▶ **EXERCISE INPUT**:

----------------

//! Name and type resolution plus Go source emission for table2struct.
//!
//! # Module Organization
//!
//! - [`naming`] - Database names to Go identifiers ([`Transliterator`])
//! - [`types`] - SQL types to Go types ([`TypeResolver`])
//! - [`model`] - Raw columns to resolved tables ([`TableBuilder`])
//! - [`emit`] - Resolved tables to Go files ([`Emitter`])
//! - [`builder`] - Code generation building blocks ([`CodeBuilder`], [`ImportCollector`])

pub mod builder;
pub mod emit;
mod error;
pub mod model;
pub mod naming;
mod settings;
pub mod types;

pub use builder::{CodeBuilder, ImportCollector};
pub use emit::Emitter;
pub use error::{Error, Result};
pub use model::TableBuilder;
pub use naming::{INITIALISMS, Transliterator, normalize_initialisms};
pub use settings::{EmitOptions, Settings};
pub use types::{GoType, ResolvedType, TypeResolver};
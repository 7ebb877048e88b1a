//! Fluent builder for indented Go source.

/// One indentation level, as `gofmt` writes it.
const INDENT: &str = "\t";

/// Accumulates lines of code at a tracked indentation level.
///
/// # Example
///
/// ```
/// use table2struct_codegen::CodeBuilder;
///
/// let code = CodeBuilder::go()
///     .block_with_close("type User struct {", "}", |b| b.line("ID uint"))
///     .build();
///
/// assert_eq!(code, "type User struct {\n\tID uint\n}\n");
/// ```
#[derive(Debug, Clone, Default)]
pub struct CodeBuilder {
    indent_level: usize,
    buffer: String,
}

impl CodeBuilder {
    /// Empty builder with tab indentation.
    pub fn go() -> Self {
        Self::default()
    }

    pub fn line(mut self, s: &str) -> Self {
        self.write_indent();
        self.buffer.push_str(s);
        self.buffer.push('\n');
        self
    }

    pub fn blank(mut self) -> Self {
        self.buffer.push('\n');
        self
    }

    pub fn indent(mut self) -> Self {
        self.indent_level += 1;
        self
    }

    pub fn dedent(mut self) -> Self {
        self.indent_level = self.indent_level.saturating_sub(1);
        self
    }

    /// Add a `//` comment line. Multi-line text yields one comment per line.
    pub fn comment(mut self, text: &str) -> Self {
        for line in text.lines() {
            self.write_indent();
            self.buffer.push_str("//");
            if !line.is_empty() {
                self.buffer.push(' ');
                self.buffer.push_str(line);
            }
            self.buffer.push('\n');
        }
        self
    }

    /// Add an indented block followed by a closing line.
    pub fn block_with_close<F>(self, header: &str, close: &str, f: F) -> Self
    where
        F: FnOnce(Self) -> Self,
    {
        let builder = self.line(header).indent();
        f(builder).dedent().line(close)
    }

    pub fn when<F>(self, condition: bool, f: F) -> Self
    where
        F: FnOnce(Self) -> Self,
    {
        if condition { f(self) } else { self }
    }

    pub fn each<T, I, F>(mut self, items: I, f: F) -> Self
    where
        I: IntoIterator<Item = T>,
        F: Fn(Self, T) -> Self,
    {
        for item in items {
            self = f(self, item);
        }
        self
    }

    pub fn build(self) -> String {
        self.buffer
    }

    fn write_indent(&mut self) {
        for _ in 0..self.indent_level {
            self.buffer.push_str(INDENT);
        }
    }
}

----------------

▶ **DIRECTIONS FOR THIS TASK**:
Pick out every line above that holds the word "indentation" and copy it.

▶ **FINAL ANSWER**:
/// One indentation level, as `gofmt` writes it.
/// Accumulates lines of code at a tracked indentation level.
    /// Empty builder with tab indentation.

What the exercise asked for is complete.